By the turn of the century, however, the war's memory had faded; President Teddy Roosevelt considered the mingling of God and Mammon to be vulgar, and he ordered the phrase removed from newly designed gold coins in 1907. A public outcry forced Congress to backtrack. By the mid-1950s, the concern with piety in Washington had apparently deepened; in 1955 Congress ordered the same phrase to appear on all paper currency.
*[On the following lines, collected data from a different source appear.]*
use libris_core_types::RequestId;
use thiserror::Error;

/// Result type alias using LibraryError
pub type Result<T> = std::result::Result<T, LibraryError>;

// ========== Error Facility ==========

/// Canonical error kind taxonomy
///
/// Each kind maps to a stable error code used in log events and in the
/// messages the CLI prints on failure.
#[derive(Debug, Clone, Copy, PartialEq, Eq)]
pub enum ExErrorKind {
    // Lookup
    NotFound,

    // Integration/IO
    Io,
    Serialization,
}

impl ExErrorKind {
    /// Get the stable error code for this kind
    pub fn code(&self) -> &'static str {
        match self {
            ExErrorKind::NotFound => "ERR_NOT_FOUND",
            ExErrorKind::Io => "ERR_IO",
            ExErrorKind::Serialization => "ERR_SERIALIZATION",
        }
    }
}

/// Canonical structured error type
///
/// Carries a classification kind for programmatic handling plus the
/// operation, store path and session id for diagnostics.
#[derive(Debug, Clone)]
pub struct ExError {
    kind: ExErrorKind,
    op: Option<String>,
    path: Option<String>,
    request_id: Option<RequestId>,
    message: String,
}

impl ExError {
    /// Create a new error with the specified kind
    pub fn new(kind: ExErrorKind) -> Self {
        Self {
            kind,
            op: None,
            path: None,
            request_id: None,
            message: String::new(),
        }
    }

    /// Add operation context
    pub fn with_op(mut self, op: impl Into<String>) -> Self {
        self.op = Some(op.into());
        self
    }

    /// Add backing store path context
    pub fn with_path(mut self, path: impl Into<String>) -> Self {
        self.path = Some(path.into());
        self
    }

    /// Add request ID context
    pub fn with_request_id(mut self, request_id: RequestId) -> Self {
        self.request_id = Some(request_id);
        self
    }

    /// Add custom message
    pub fn with_message(mut self, message: impl Into<String>) -> Self {
        self.message = message.into();
        self
    }

    pub fn kind(&self) -> ExErrorKind {
        self.kind
    }

    /// Get the stable error code
    pub fn code(&self) -> &'static str {
        self.kind.code()
    }

    pub fn op(&self) -> Option<&str> {
        self.op.as_deref()
    }

    pub fn path(&self) -> Option<&str> {
        self.path.as_deref()
    }

    pub fn request_id(&self) -> Option<&RequestId> {
        self.request_id.as_ref()
    }

    pub fn message(&self) -> &str {
        &self.message
    }
}

impl std::fmt::Display for ExError {
    fn fmt(&self, f: &mut std::fmt::Formatter<'_>) -> std::fmt::Result {
        write!(f, "[{}]", self.code())?;
        if let Some(op) = &self.op {
            write!(f, " in operation '{}'", op)?;
        }
        if !self.message.is_empty() {
            write!(f, ": {}", self.message)?;
        }
        if let Some(path) = &self.path {
            write!(f, " (path: {})", path)?;
        }
        if let Some(request_id) = &self.request_id {
            write!(f, " (request_id: {})", request_id)?;
        }
        Ok(())
    }
}

impl std::error::Error for ExError {}

// ========== End Error Facility ==========

/// Error taxonomy for library persistence
///
/// A missing book is never an error: lookups report it as `None`.
#[derive(Error, Debug, Clone, PartialEq)]
pub enum LibraryError {
    /// Backing store does not exist yet
    #[error("Backing store not found: {path}")]
    StoreNotFound { path: String },

    /// Backing store exists but does not hold a valid book list
    #[error("Backing store {path} is malformed: {reason}")]
    StoreMalformed { path: String, reason: String },

    /// Filesystem failure while reading or writing the backing store
    #[error("I/O error during {op} on {path}: {message}")]
    Io {
        op: String,
        path: String,
        message: String,
    },

    /// Collection could not be encoded
    #[error("Serialization error: {message}")]
    Serialization { message: String },
}

impl From<LibraryError> for ExError {
    fn from(err: LibraryError) -> Self {
        match err {
            LibraryError::StoreNotFound { path } => ExError::new(ExErrorKind::NotFound)
                .with_op("load")
                .with_path(path)
                .with_message("Backing store not found"),

            LibraryError::StoreMalformed { path, reason } => {
                ExError::new(ExErrorKind::Serialization)
                    .with_op("load")
                    .with_path(path)
                    .with_message(reason)
            }

            LibraryError::Io { op, path, message } => ExError::new(ExErrorKind::Io)
                .with_op(op)
                .with_path(path)
                .with_message(message),

            LibraryError::Serialization { message } => {
                ExError::new(ExErrorKind::Serialization).with_message(message)
            }
        }
    }
}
The motto appeared on paper currency beginning in 1957, and in the subsequent decades, numerous legal actions have sought to remove it from currency and strike "under God" from the Pledge of Allegiance. But as TIME wrote in that '91 story, the banality of the phrases may not be worth the fight as a symbol of separating church from state. "Today even ardent separationists seem to agree with retired Supreme Court Justice William Brennan, who wrote in 1983 that slogans such as 'In God We Trust' have 'lost any true religious significance.'"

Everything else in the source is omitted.